Decidido a no dejar nada al azar ni a las habilidades de los
ingenieros, superiores a las suyas, destrozó incluso el terminal
donde había visualizado los registros. Después lo recogió todo,
eliminó las pruebas de su incursión y corrió a devolver los
aparatos al almacén. Por fortuna, nadie se cruzó en su camino.
Finalmente
regresó a la Tierra, recuperó el cuadro de la dama del velo y la
peculiar sonrisa y lo arrojó al fuego. Y allí permaneció, sin
apartar la vista ni un instante, hasta que quedó reducido a cenizas.
Habría
sido un prodigio que Leonardo no mostrase su faceta curiosa respecto
a cualquiera de sus creaciones, y Draadan, consciente de ello, se
anticipó a su interrogatorio y le preguntó si alguien había visto
el retrato o conocía su existencia. Al obtener una respuesta
negativa, respiró aliviado, lo tomó por los hombros y le hizo jurar
que no hablaría a nadie del mismo. En pocas ocasiones mostraba el
navegante su rostro más grave; poco le costó al artista tomárselo
en serio y ceder a la petición.
No
llegó a preguntar qué había sido de la tabla. La renuncia era
grande, pues, poseído o no por el espíritu de Eal, sus manos habían
realizado en ella un trabajo del que se sentía orgulloso, y le
habría gustado disponer de más tiempo para mejorarlo y usarlo como
material de aprendizaje. Con todo, no pensó siquiera en mencionar el
asunto.
Confiaba
en Draadan con esa fe que solo el amor confería. Ese amor que
arrebataba parte de la racionalidad pero que, a pesar de todo, tanto
merecía la pena.
***
Cuando
los ahorros empezaron a escasear y sus asistentes, Salaì el primero,
expusieron a las claras su descontento por tener que vivir con
estrecheces, Leonardo comprendió que no podía seguir eludiendo sus
deberes. La nueva comisión llegó en el momento crítico: la
Signoria, interesada en decorar la Sala del Maggiore Consiglio de su
centro de gobierno, le encomendó un fresco monumental que
representaría un episodio glorioso de la historia de la ciudad, la
batalla de Anghiari. En aquel otoño de 1503, el maestro, Zoroastro y
Salaì se trasladaron a un alojamiento más digno, el monasterio de
Santa Maria Novella, y ocuparon una sala para trabajar en el
gigantesco cartón. Más espacio significaba más privacidad para los
encuentros del artista y, aunque lamentó disponer de menos horas
para sí mismo, terminó acostumbrándose al cambio de escenario.

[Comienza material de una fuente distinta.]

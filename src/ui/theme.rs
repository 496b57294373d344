//! Visual theme and styling.

use console::Style;

/// Cairn's visual theme.
#[derive(Debug, Clone)]
pub struct CairnTheme {
    /// Style for success messages (green).
    pub success: Style,
    /// Style for warning messages (orange).
    pub warning: Style,
    /// Style for error messages (red bold).
    pub error: Style,
    /// Style for dim/secondary text.
    pub dim: Style,
    /// Style for highlighted/important text (bold).
    pub highlight: Style,
    /// Style for target names (bold).
    pub target: Style,
    /// Style for durations and timestamps (dim).
    pub duration: Style,
    /// Style for commands shown in output (dim italic).
    pub command: Style,
    /// Style for key labels in key-value displays (bold).
    pub key: Style,
    /// Style for blocked status (orange).
    pub blocked: Style,
}

impl Default for CairnTheme {
    fn default() -> Self {
        Self::new()
    }
}

impl CairnTheme {
    /// Create the default theme.
    pub fn new() -> Self {
        Self {
            success: Style::new().green(),
            warning: Style::new().color256(208),
            error: Style::new().red().bold(),
            dim: Style::new().dim(),
            highlight: Style::new().bold(),
            target: Style::new().bold(),
            duration: Style::new().dim(),
            command: Style::new().dim().italic(),
            key: Style::new().bold(),
            blocked: Style::new().color256(208),
        }
    }

    /// Create a theme without colors (for non-TTY or --no-color).
    pub fn plain() -> Self {
        Self {
            success: Style::new(),
            warning: Style::new(),
            error: Style::new(),
            dim: Style::new(),
            highlight: Style::new(),
            target: Style::new(),
            duration: Style::new(),
            command: Style::new(),
            key: Style::new(),
            blocked: Style::new(),
        }
    }

    /// Format a success message (icon + text in green).
    pub fn format_success(&self, msg: &str) -> String {
        format!("{}", self.success.apply_to(format!("✓ {}", msg)))
    }

    /// Format a warning message (icon + text in orange).
    pub fn format_warning(&self, msg: &str) -> String {
        format!("{}", self.warning.apply_to(format!("⚠ {}", msg)))
    }

    /// Format an error message (icon + text in red bold).
    pub fn format_error(&self, msg: &str) -> String {
        format!("{}", self.error.apply_to(format!("✗ {}", msg)))
    }

    /// Format a skipped message (icon + text in dim).
    pub fn format_skipped(&self, msg: &str) -> String {
        format!("{}", self.dim.apply_to(format!("○ {}", msg)))
    }

    /// Format a blocked message (icon + text in orange).
    pub fn format_blocked(&self, msg: &str) -> String {
        format!("{}", self.blocked.apply_to(format!("■ {}", msg)))
    }
}

/// Whether colored output should be used.
pub fn should_use_colors() -> bool {
    if std::env::var("NO_COLOR").is_ok() {
        return false;
    }
    console::Term::stdout().features().colors_supported()
}

#[cfg(test)]
mod tests {
    use super::*;

    #[test]
    fn plain_theme_adds_no_escape_codes() {
        let theme = CairnTheme::plain();
        assert_eq!(theme.format_success("done"), "✓ done");
        assert_eq!(theme.format_skipped("skipped"), "○ skipped");
    }

    #[test]
    fn default_is_new() {
        // Just verify construction succeeds with styling enabled.
        let _ = CairnTheme::default();
    }
}
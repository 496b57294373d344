//! Shell command execution.

use crate::error::{CairnError, Result};
use std::collections::HashMap;
use std::process::{Command, Stdio};
use std::time::{Duration, Instant};

/// Result of executing a shell command.
#[derive(Debug, Clone)]
pub struct CommandResult {
    /// Exit code (None if killed by signal).
    pub exit_code: Option<i32>,

    /// Standard output (empty when not captured).
    pub stdout: String,

    /// Standard error (empty when not captured).
    pub stderr: String,

    /// Execution duration.
    pub duration: Duration,

    /// Whether command succeeded (exit code 0).
    pub success: bool,
}

/// Options for command execution.
#[derive(Debug, Clone, Default)]
pub struct CommandOptions {
    /// Working directory.
    pub cwd: Option<std::path::PathBuf>,

    /// Environment variables (merged with the system env).
    pub env: HashMap<String, String>,

    /// Capture stdout/stderr (if false, inherits from parent).
    pub capture: bool,
}

/// Execute a command through the platform shell.
pub fn execute(command: &str, options: &CommandOptions) -> Result<CommandResult> {
    let start = Instant::now();

    let (shell, flag) = platform_shell();
    let mut cmd = Command::new(shell);
    cmd.arg(flag);
    cmd.arg(command);

    if let Some(cwd) = &options.cwd {
        cmd.current_dir(cwd);
    }

    for (key, value) in &options.env {
        cmd.env(key, value);
    }

    if options.capture {
        cmd.stdout(Stdio::piped());
        cmd.stderr(Stdio::piped());
    } else {
        cmd.stdout(Stdio::inherit());
        cmd.stderr(Stdio::inherit());
    }

    let output = cmd.output().map_err(|_| CairnError::CommandFailed {
        command: command.to_string(),
        code: None,
    })?;

    let duration = start.elapsed();
    let stdout = if options.capture {
        String::from_utf8_lossy(&output.stdout).to_string()
    } else {
        String::new()
    };
    let stderr = if options.capture {
        String::from_utf8_lossy(&output.stderr).to_string()
    } else {
        String::new()
    };

    Ok(CommandResult {
        exit_code: output.status.code(),
        stdout,
        stderr,
        duration,
        success: output.status.success(),
    })
}

/// Execute a command and return only success/failure.
pub fn execute_check(command: &str, cwd: Option<&std::path::Path>) -> bool {
    let options = CommandOptions {
        cwd: cwd.map(|p| p.to_path_buf()),
        capture: true,
        ..Default::default()
    };

    execute(command, &options).map(|r| r.success).unwrap_or(false)
}

/// The platform shell and its command flag.
fn platform_shell() -> (&'static str, &'static str) {
    #[cfg(unix)]
    {
        ("sh", "-c")
    }
    #[cfg(windows)]
    {
        ("cmd", "/C")
    }
}

#[cfg(test)]
mod tests {
    use super::*;

    #[cfg(unix)]
    #[test]
    fn execute_captures_stdout() {
        let options = CommandOptions {
            capture: true,
            ..Default::default()
        };
        let result = execute("echo hello", &options).unwrap();

        assert!(result.success);
        assert_eq!(result.exit_code, Some(0));
        assert_eq!(result.stdout.trim(), "hello");
    }

    #[cfg(unix)]
    #[test]
    fn execute_reports_exit_code() {
        let options = CommandOptions {
            capture: true,
            ..Default::default()
        };
        let result = execute("exit 7", &options).unwrap();

        assert!(!result.success);
        assert_eq!(result.exit_code, Some(7));
    }

    #[cfg(unix)]
    #[test]
    fn execute_merges_env() {
        let options = CommandOptions {
            capture: true,
            env: HashMap::from([("CAIRN_TEST_VAR".to_string(), "value".to_string())]),
            ..Default::default()
        };
        let result = execute("echo $CAIRN_TEST_VAR", &options).unwrap();
        assert_eq!(result.stdout.trim(), "value");
    }

    #[cfg(unix)]
    #[test]
    fn execute_respects_cwd() {
        let temp = tempfile::TempDir::new().unwrap();
        let options = CommandOptions {
            cwd: Some(temp.path().to_path_buf()),
            capture: true,
            ..Default::default()
        };
        let result = execute("pwd", &options).unwrap();
        let reported = std::fs::canonicalize(result.stdout.trim()).unwrap();
        assert_eq!(reported, std::fs::canonicalize(temp.path()).unwrap());
    }

    #[cfg(unix)]
    #[test]
    fn execute_check_maps_to_bool() {
        assert!(execute_check("true", None));
        assert!(!execute_check("false", None));
    }
}
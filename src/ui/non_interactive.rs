//! Headless UI for CI and piped sessions.

use super::{OutputMode, Prompt, PromptResult, SpinnerHandle, UserInterface};
use crate::error::{CairnError, Result};
use crate::ui::spinner::SilentSpinner;
use crate::ui::theme::CairnTheme;

/// UI that never prompts: questions resolve to their defaults or fail.
pub struct NonInteractiveUi {
    theme: CairnTheme,
    output_mode: OutputMode,
}

impl NonInteractiveUi {
    /// Create a non-interactive UI.
    pub fn new(output_mode: OutputMode) -> Self {
        Self {
            theme: CairnTheme::plain(),
            output_mode,
        }
    }
}

impl UserInterface for NonInteractiveUi {
    fn output_mode(&self) -> OutputMode {
        self.output_mode
    }

    fn message(&mut self, msg: &str) {
        if self.output_mode != OutputMode::Quiet {
            println!("{msg}");
        }
    }

    fn success(&mut self, msg: &str) {
        if self.output_mode != OutputMode::Quiet {
            println!("{}", self.theme.format_success(msg));
        }
    }

    fn warning(&mut self, msg: &str) {
        eprintln!("{}", self.theme.format_warning(msg));
    }

    fn error(&mut self, msg: &str) {
        eprintln!("{}", self.theme.format_error(msg));
    }

    fn prompt(&mut self, prompt: &Prompt) -> Result<PromptResult> {
        match &prompt.default {
            Some(default) => Ok(PromptResult::String(default.clone())),
            None => Err(CairnError::Configuration {
                message: format!(
                    "cannot prompt for '{}' in a non-interactive session",
                    prompt.key
                ),
            }),
        }
    }

    fn start_spinner(&mut self, _message: &str) -> Box<dyn SpinnerHandle> {
        Box::new(SilentSpinner::new())
    }

    fn is_interactive(&self) -> bool {
        false
    }
}

#[cfg(test)]
mod tests {
    use super::*;
    use crate::ui::PromptType;

    #[test]
    fn prompt_returns_default_when_present() {
        let mut ui = NonInteractiveUi::new(OutputMode::Normal);
        let prompt = Prompt {
            key: "mode".into(),
            question: "Which mode?".into(),
            prompt_type: PromptType::Input,
            default: Some("fast".into()),
        };

        let result = ui.prompt(&prompt).unwrap();
        assert_eq!(result.as_string(), "fast");
    }

    #[test]
    fn prompt_without_default_errors() {
        let mut ui = NonInteractiveUi::new(OutputMode::Normal);
        let prompt = Prompt {
            key: "token".into(),
            question: "Token?".into(),
            prompt_type: PromptType::Password,
            default: None,
        };

        assert!(ui.prompt(&prompt).is_err());
    }
}
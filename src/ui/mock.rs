//! Mock UI for tests.

use std::collections::HashMap;

use super::{OutputMode, Prompt, PromptResult, SpinnerHandle, UserInterface};
use crate::error::Result;

/// Records output and answers prompts from canned responses.
#[derive(Default)]
pub struct MockUi {
    interactive: bool,
    messages: Vec<String>,
    errors: Vec<String>,
    prompts_shown: Vec<String>,
    responses: HashMap<String, String>,
}

impl MockUi {
    /// Create a non-interactive mock.
    pub fn new() -> Self {
        Self::default()
    }

    /// Toggle interactivity.
    pub fn set_interactive(&mut self, interactive: bool) {
        self.interactive = interactive;
    }

    /// Set the canned response for a prompt key.
    pub fn set_prompt_response(&mut self, key: &str, response: &str) {
        self.responses.insert(key.to_string(), response.to_string());
    }

    /// Keys of every prompt shown so far.
    pub fn prompts_shown(&self) -> &[String] {
        &self.prompts_shown
    }

    /// Every message and success line shown so far.
    pub fn messages(&self) -> &[String] {
        &self.messages
    }

    /// Every warning and error line shown so far.
    pub fn errors(&self) -> &[String] {
        &self.errors
    }
}

impl UserInterface for MockUi {
    fn output_mode(&self) -> OutputMode {
        OutputMode::Normal
    }

    fn message(&mut self, msg: &str) {
        self.messages.push(msg.to_string());
    }

    fn success(&mut self, msg: &str) {
        self.messages.push(msg.to_string());
    }

    fn warning(&mut self, msg: &str) {
        self.errors.push(msg.to_string());
    }

    fn error(&mut self, msg: &str) {
        self.errors.push(msg.to_string());
    }

    fn prompt(&mut self, prompt: &Prompt) -> Result<PromptResult> {
        self.prompts_shown.push(prompt.key.clone());
        let answer = self
            .responses
            .get(&prompt.key)
            .cloned()
            .or_else(|| prompt.default.clone())
            .unwrap_or_default();
        Ok(PromptResult::String(answer))
    }

    fn start_spinner(&mut self, _message: &str) -> Box<dyn SpinnerHandle> {
        Box::new(MockSpinner)
    }

    fn is_interactive(&self) -> bool {
        self.interactive
    }
}

/// Spinner that does nothing.
pub struct MockSpinner;

impl SpinnerHandle for MockSpinner {
    fn set_message(&mut self, _msg: &str) {}
    fn finish_success(&mut self, _msg: &str) {}
    fn finish_error(&mut self, _msg: &str) {}
    fn finish_skipped(&mut self, _msg: &str) {}
}
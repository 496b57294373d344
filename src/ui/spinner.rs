//! Spinner for running targets.

use std::time::Duration;

use indicatif::{ProgressBar, ProgressStyle};

use super::SpinnerHandle;
use crate::ui::theme::CairnTheme;

/// An indicatif-backed spinner for one running target.
pub struct ProgressSpinner {
    bar: ProgressBar,
    theme: CairnTheme,
}

impl ProgressSpinner {
    /// Start a spinner with the given message.
    pub fn start(message: &str) -> Self {
        let bar = ProgressBar::new_spinner();
        bar.set_style(
            ProgressStyle::with_template("  {spinner} {msg}")
                .unwrap_or_else(|_| ProgressStyle::default_spinner()),
        );
        bar.set_message(message.to_string());
        bar.enable_steady_tick(Duration::from_millis(80));
        Self {
            bar,
            theme: CairnTheme::new(),
        }
    }
}

impl SpinnerHandle for ProgressSpinner {
    fn set_message(&mut self, msg: &str) {
        self.bar.set_message(msg.to_string());
    }

    fn finish_success(&mut self, msg: &str) {
        self.bar
            .finish_with_message(self.theme.format_success(msg));
    }

    fn finish_error(&mut self, msg: &str) {
        self.bar.finish_with_message(self.theme.format_error(msg));
    }

    fn finish_skipped(&mut self, msg: &str) {
        self.bar
            .finish_with_message(self.theme.format_skipped(msg));
    }
}

/// Spinner for non-interactive sessions: prints terminal states only.
pub struct SilentSpinner {
    theme: CairnTheme,
}

impl SilentSpinner {
    /// Create a silent spinner.
    pub fn new() -> Self {
        Self {
            theme: CairnTheme::plain(),
        }
    }
}

impl Default for SilentSpinner {
    fn default() -> Self {
        Self::new()
    }
}

impl SpinnerHandle for SilentSpinner {
    fn set_message(&mut self, _msg: &str) {}

    fn finish_success(&mut self, msg: &str) {
        println!("  {}", self.theme.format_success(msg));
    }

    fn finish_error(&mut self, msg: &str) {
        eprintln!("  {}", self.theme.format_error(msg));
    }

    fn finish_skipped(&mut self, msg: &str) {
        println!("  {}", self.theme.format_skipped(msg));
    }
}
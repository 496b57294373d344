//! Parameter resolution with source precedence.
//!
//! Each declared parameter resolves from, in order: an explicit `--param`
//! override, an environment variable (the declared `env:` name, else the
//! name uppercased with `-`/`.` folded to `_`), an interactive prompt
//! (only when the session is interactive and the parameter has no
//! default), then the declared default. A `required` parameter left
//! unbound after all sources is a configuration error reported before any
//! target runs.

use std::collections::HashMap;

use crate::config::schema::{ParameterConfig, ParameterKind};
use crate::error::{CairnError, Result};
use crate::params::redact::Redactor;
use crate::params::secret::SecretValue;
use crate::ui::{Prompt, PromptType, UserInterface};

/// A resolved parameter value, secret-aware.
#[derive(Debug, Clone)]
pub enum ParameterValue {
    Plain(String),
    Secret(SecretValue),
}

impl ParameterValue {
    /// The underlying value. Exposes secrets; callers hand this to action
    /// environments and condition checks, never to output.
    pub fn as_str(&self) -> &str {
        match self {
            Self::Plain(v) => v,
            Self::Secret(v) => v.expose(),
        }
    }

    /// Whether this value came from a secret declaration.
    pub fn is_secret(&self) -> bool {
        matches!(self, Self::Secret(_))
    }

    /// Printable form: the value, or the redaction placeholder.
    pub fn display_value(&self) -> String {
        match self {
            Self::Plain(v) => v.clone(),
            Self::Secret(v) => v.to_string(),
        }
    }
}

/// The set of resolved parameters for one run, keyed case-insensitively.
#[derive(Debug, Clone, Default)]
pub struct ResolvedParameters {
    values: HashMap<String, ParameterValue>,
}

impl ResolvedParameters {
    /// Create an empty set.
    pub fn new() -> Self {
        Self::default()
    }

    /// Insert a value under the folded name.
    pub fn insert(&mut self, name: &str, value: ParameterValue) {
        self.values.insert(name.to_lowercase(), value);
    }

    /// Look up a parameter.
    pub fn get(&self, name: &str) -> Option<&ParameterValue> {
        self.values.get(&name.to_lowercase())
    }

    /// Whether the parameter resolved to a non-empty value.
    pub fn is_bound(&self, name: &str) -> bool {
        self.get(name).is_some_and(|v| !v.as_str().is_empty())
    }

    /// Iterate over (folded name, value) pairs.
    pub fn iter(&self) -> impl Iterator<Item = (&String, &ParameterValue)> {
        self.values.iter()
    }
}

/// Parse a `--param name=value` argument.
pub fn parse_override(raw: &str) -> Result<(String, String)> {
    match raw.split_once('=') {
        Some((name, value)) if !name.trim().is_empty() => {
            Ok((name.trim().to_string(), value.to_string()))
        }
        _ => Err(CairnError::Configuration {
            message: format!("invalid --param '{}', expected name=value", raw),
        }),
    }
}

/// Derive the environment variable name for a parameter.
fn derived_env_name(name: &str) -> String {
    name.to_uppercase().replace(['-', '.'], "_")
}

/// Resolves declared parameters from their sources.
pub struct ParameterResolver<'a> {
    specs: &'a [ParameterConfig],
    overrides: HashMap<String, String>,
    env: HashMap<String, String>,
}

impl<'a> ParameterResolver<'a> {
    /// Create a resolver over the declared parameters, snapshotting the
    /// process environment.
    pub fn new(specs: &'a [ParameterConfig]) -> Self {
        Self {
            specs,
            overrides: HashMap::new(),
            env: std::env::vars().collect(),
        }
    }

    /// Set explicit `--param` overrides (highest precedence).
    pub fn with_overrides(mut self, overrides: impl IntoIterator<Item = (String, String)>) -> Self {
        self.overrides = overrides
            .into_iter()
            .map(|(k, v)| (k.to_lowercase(), v))
            .collect();
        self
    }

    /// Replace the environment snapshot (used by tests).
    pub fn with_env(mut self, env: HashMap<String, String>) -> Self {
        self.env = env;
        self
    }

    /// Resolve every declared parameter.
    ///
    /// Resolved secrets are registered with `redactor` so no later
    /// diagnostic can carry them verbatim. Fails when a `required`
    /// parameter stays unbound or a value does not fit its declared kind.
    pub fn resolve(
        &self,
        ui: &mut dyn UserInterface,
        redactor: &mut Redactor,
    ) -> Result<ResolvedParameters> {
        let mut resolved = ResolvedParameters::new();

        for spec in self.specs {
            let value = self.resolve_one(spec, ui)?;

            if let Some(raw) = value {
                validate_kind(spec, &raw)?;
                let value = if spec.secret {
                    let secret = SecretValue::new(raw);
                    redactor.register(&secret);
                    ParameterValue::Secret(secret)
                } else {
                    ParameterValue::Plain(raw)
                };
                resolved.insert(&spec.name, value);
            }

            if spec.required && !resolved.is_bound(&spec.name) {
                return Err(CairnError::Configuration {
                    message: format!("parameter '{}' is required but not set", spec.name),
                });
            }
        }

        Ok(resolved)
    }

    fn resolve_one(
        &self,
        spec: &ParameterConfig,
        ui: &mut dyn UserInterface,
    ) -> Result<Option<String>> {
        if let Some(value) = self.overrides.get(&spec.name.to_lowercase()) {
            return Ok(Some(value.clone()));
        }

        let env_name = spec
            .env
            .clone()
            .unwrap_or_else(|| derived_env_name(&spec.name));
        if let Some(value) = self.env.get(&env_name) {
            if !value.is_empty() {
                return Ok(Some(value.clone()));
            }
        }

        if spec.default.is_none() && ui.is_interactive() {
            let question = match &spec.description {
                Some(desc) => format!("{} ({})", spec.name, desc),
                None => spec.name.clone(),
            };
            let prompt = Prompt {
                key: format!("param_{}", spec.name),
                question,
                prompt_type: if spec.secret {
                    PromptType::Password
                } else {
                    PromptType::Input
                },
                default: None,
            };
            let answer = ui.prompt(&prompt)?.as_string();
            if !answer.is_empty() {
                return Ok(Some(answer));
            }
            return Ok(None);
        }

        Ok(spec.default.clone())
    }
}

fn validate_kind(spec: &ParameterConfig, raw: &str) -> Result<()> {
    match spec.kind {
        ParameterKind::String | ParameterKind::Path => Ok(()),
        ParameterKind::Bool => {
            if raw.eq_ignore_ascii_case("true") || raw.eq_ignore_ascii_case("false") {
                Ok(())
            } else {
                Err(CairnError::Configuration {
                    message: format!("parameter '{}' expects true or false", spec.name),
                })
            }
        }
    }
}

Durante días y días se afanó en realizar estudios sobre la mejor
manera de representar la contienda, trazó decenas de poses de
soldados enzarzados en la lucha, abocetó cientos de dinámicas
expresiones faciales. Materializaba así la experiencia adquirida
observando campos de batalla, con el atractivo añadido de la
novedad.
Como
era de esperar, los estudios y el cartón se demoraron mucho más de
lo estipulado. A esas actividades se sumó, además, un proyecto para
desviar el curso del río Arno que requería sus conocimientos de
ingeniería. A resultas de todo ello, 1504 transcurrió sin que
posara un pincel en el muro de la sala. Lo que sí sucedió en esos
meses fue que la Signoria, interesada en ampliar el catálogo de
maestros trabajando entre sus muros, encargó a Michelangelo
Buonarroti un nuevo mural sobre otra famosa batalla, la de Cascina.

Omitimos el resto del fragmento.